:: Prompt ::
Every line that contains the word "slash" is to be copied from the listing.

:: Records provided ::
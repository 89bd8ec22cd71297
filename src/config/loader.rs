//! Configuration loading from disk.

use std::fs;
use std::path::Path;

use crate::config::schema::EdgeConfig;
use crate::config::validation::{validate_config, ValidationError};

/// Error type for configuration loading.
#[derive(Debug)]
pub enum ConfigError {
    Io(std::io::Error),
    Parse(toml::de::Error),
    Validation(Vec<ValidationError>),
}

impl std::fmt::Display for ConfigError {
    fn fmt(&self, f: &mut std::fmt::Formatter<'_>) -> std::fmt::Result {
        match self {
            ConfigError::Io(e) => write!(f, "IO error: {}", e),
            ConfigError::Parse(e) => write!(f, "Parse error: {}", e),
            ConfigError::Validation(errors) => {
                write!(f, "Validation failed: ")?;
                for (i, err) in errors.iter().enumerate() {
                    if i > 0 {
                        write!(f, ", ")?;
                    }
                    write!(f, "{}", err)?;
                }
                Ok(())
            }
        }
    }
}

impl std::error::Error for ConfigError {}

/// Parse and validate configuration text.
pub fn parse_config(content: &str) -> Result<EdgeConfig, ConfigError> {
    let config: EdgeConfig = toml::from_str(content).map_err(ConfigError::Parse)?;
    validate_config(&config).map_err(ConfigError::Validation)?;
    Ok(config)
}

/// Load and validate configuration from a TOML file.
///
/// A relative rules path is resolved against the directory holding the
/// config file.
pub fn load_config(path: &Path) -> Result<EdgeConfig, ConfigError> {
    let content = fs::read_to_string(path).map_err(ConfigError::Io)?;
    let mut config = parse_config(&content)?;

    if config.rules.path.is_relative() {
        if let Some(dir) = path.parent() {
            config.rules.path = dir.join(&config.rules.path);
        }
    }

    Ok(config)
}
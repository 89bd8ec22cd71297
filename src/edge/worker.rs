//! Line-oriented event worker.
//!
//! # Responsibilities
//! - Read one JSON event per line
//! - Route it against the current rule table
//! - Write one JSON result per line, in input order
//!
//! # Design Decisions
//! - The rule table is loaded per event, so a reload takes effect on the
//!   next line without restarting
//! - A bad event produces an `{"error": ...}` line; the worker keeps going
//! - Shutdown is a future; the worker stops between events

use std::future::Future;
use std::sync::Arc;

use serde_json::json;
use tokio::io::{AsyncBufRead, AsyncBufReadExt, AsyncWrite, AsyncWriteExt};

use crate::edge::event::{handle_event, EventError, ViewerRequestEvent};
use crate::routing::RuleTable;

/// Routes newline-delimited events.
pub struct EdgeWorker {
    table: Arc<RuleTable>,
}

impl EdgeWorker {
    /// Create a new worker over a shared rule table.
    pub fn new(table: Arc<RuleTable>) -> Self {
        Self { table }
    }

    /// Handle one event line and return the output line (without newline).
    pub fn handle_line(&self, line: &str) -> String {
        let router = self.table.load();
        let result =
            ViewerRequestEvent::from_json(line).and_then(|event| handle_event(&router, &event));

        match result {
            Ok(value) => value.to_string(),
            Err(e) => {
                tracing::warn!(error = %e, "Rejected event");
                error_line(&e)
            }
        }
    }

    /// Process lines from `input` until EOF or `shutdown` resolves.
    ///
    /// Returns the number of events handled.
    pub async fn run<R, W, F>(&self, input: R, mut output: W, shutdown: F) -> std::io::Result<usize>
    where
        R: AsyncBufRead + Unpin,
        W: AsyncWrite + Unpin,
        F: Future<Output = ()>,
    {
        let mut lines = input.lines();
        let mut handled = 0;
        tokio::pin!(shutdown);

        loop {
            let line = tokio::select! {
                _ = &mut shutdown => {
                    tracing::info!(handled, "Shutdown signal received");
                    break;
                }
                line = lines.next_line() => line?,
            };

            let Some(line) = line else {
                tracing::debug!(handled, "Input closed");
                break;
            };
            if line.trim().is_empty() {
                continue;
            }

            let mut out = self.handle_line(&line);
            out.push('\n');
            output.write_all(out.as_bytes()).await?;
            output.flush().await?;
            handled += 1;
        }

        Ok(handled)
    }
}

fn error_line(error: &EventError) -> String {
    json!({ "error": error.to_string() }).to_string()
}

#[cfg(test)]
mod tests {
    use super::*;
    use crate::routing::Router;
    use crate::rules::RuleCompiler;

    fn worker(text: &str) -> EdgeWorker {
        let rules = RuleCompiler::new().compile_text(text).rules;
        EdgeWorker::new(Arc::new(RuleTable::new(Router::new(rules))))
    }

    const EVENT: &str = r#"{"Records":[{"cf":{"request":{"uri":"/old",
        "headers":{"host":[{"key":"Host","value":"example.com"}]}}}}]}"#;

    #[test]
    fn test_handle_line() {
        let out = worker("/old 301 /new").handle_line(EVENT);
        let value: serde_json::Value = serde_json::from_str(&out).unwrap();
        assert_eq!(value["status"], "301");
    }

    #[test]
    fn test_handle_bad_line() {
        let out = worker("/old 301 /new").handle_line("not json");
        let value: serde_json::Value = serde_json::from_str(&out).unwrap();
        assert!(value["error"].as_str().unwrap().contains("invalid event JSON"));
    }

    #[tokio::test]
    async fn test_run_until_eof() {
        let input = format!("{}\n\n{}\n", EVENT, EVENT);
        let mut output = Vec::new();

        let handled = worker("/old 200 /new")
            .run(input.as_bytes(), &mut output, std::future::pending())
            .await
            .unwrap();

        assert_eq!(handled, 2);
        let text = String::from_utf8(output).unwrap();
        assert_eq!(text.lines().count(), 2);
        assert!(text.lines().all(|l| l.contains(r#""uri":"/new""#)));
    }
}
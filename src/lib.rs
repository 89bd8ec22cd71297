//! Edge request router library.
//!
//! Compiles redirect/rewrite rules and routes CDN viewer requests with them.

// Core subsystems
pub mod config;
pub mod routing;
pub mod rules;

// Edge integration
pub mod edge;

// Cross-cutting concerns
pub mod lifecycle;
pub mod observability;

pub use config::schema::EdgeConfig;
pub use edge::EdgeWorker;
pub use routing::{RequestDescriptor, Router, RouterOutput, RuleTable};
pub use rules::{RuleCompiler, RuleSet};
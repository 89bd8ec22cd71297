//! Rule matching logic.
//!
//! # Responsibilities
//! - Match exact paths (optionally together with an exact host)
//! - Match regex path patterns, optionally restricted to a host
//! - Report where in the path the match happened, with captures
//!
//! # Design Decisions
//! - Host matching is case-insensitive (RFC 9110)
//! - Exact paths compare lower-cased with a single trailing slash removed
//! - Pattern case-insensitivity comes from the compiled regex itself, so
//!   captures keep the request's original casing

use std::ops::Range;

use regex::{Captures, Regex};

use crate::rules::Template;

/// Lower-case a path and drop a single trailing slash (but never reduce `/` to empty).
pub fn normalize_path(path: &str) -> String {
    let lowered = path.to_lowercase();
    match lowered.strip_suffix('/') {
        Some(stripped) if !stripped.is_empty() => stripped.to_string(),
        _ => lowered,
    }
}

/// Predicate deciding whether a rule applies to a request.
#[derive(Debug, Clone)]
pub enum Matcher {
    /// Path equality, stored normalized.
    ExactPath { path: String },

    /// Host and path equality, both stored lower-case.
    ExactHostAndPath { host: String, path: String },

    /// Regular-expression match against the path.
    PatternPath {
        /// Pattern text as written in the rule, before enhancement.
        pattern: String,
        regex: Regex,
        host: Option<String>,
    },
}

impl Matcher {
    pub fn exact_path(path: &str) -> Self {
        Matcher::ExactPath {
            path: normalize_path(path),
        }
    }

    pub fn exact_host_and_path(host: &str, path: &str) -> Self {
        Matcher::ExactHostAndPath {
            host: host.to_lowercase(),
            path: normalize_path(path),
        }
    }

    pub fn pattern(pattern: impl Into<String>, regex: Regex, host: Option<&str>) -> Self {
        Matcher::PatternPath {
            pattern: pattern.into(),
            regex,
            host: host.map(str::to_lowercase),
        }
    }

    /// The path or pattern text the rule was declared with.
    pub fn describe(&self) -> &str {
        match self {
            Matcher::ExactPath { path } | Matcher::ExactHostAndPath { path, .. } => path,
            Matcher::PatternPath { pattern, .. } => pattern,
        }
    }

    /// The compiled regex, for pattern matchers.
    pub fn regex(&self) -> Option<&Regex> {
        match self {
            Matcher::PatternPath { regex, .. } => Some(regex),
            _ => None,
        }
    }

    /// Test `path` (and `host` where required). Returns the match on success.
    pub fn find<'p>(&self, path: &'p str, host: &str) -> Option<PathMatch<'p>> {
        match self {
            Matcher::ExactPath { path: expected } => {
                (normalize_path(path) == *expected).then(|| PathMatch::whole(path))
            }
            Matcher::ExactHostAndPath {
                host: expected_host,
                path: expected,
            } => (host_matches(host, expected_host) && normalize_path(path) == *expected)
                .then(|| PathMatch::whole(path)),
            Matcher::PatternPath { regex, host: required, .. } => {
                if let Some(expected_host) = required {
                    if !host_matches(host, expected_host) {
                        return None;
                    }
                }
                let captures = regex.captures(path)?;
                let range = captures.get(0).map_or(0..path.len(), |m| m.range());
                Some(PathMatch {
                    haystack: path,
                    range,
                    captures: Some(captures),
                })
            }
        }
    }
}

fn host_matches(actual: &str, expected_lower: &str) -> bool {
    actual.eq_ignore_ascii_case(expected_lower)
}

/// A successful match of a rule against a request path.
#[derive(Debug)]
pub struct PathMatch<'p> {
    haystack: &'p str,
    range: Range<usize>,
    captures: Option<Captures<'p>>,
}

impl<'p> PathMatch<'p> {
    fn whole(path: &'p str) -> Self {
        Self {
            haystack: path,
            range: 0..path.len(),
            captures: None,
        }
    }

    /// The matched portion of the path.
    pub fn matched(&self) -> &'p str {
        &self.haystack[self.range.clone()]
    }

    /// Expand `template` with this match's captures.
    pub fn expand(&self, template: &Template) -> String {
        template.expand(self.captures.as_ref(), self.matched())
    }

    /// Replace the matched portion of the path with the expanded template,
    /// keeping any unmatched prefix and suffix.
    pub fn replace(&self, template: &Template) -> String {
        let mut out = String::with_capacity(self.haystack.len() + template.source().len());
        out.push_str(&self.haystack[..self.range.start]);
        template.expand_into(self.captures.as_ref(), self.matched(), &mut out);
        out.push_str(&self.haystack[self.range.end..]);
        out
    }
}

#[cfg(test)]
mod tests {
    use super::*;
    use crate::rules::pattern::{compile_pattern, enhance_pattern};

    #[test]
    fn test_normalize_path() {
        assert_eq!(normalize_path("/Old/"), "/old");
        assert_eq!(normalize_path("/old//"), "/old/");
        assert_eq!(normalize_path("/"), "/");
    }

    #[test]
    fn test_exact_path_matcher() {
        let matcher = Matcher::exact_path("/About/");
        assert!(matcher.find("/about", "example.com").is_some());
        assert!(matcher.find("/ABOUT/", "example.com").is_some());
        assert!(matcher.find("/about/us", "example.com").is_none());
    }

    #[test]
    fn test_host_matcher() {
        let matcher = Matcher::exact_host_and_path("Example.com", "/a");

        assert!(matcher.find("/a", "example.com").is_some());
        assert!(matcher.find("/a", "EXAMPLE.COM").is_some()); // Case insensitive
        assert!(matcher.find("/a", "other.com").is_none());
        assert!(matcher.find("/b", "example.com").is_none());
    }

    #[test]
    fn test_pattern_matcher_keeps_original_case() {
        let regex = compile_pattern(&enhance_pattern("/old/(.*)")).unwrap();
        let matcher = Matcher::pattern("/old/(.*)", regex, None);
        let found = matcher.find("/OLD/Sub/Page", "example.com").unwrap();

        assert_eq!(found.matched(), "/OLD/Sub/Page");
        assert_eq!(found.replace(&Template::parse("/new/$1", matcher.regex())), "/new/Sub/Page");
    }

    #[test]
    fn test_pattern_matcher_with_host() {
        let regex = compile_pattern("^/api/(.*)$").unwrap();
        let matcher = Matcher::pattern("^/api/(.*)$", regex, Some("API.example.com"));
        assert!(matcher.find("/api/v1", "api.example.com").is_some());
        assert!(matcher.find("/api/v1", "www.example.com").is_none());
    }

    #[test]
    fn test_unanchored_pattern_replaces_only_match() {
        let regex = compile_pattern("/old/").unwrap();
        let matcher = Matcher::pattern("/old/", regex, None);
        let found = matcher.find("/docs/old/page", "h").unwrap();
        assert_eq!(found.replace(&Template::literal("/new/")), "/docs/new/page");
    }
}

:: Solved exercise ::
//! - Exact paths compare lower-cased with a single trailing slash removed
/// Lower-case a path and drop a single trailing slash (but never reduce `/` to empty).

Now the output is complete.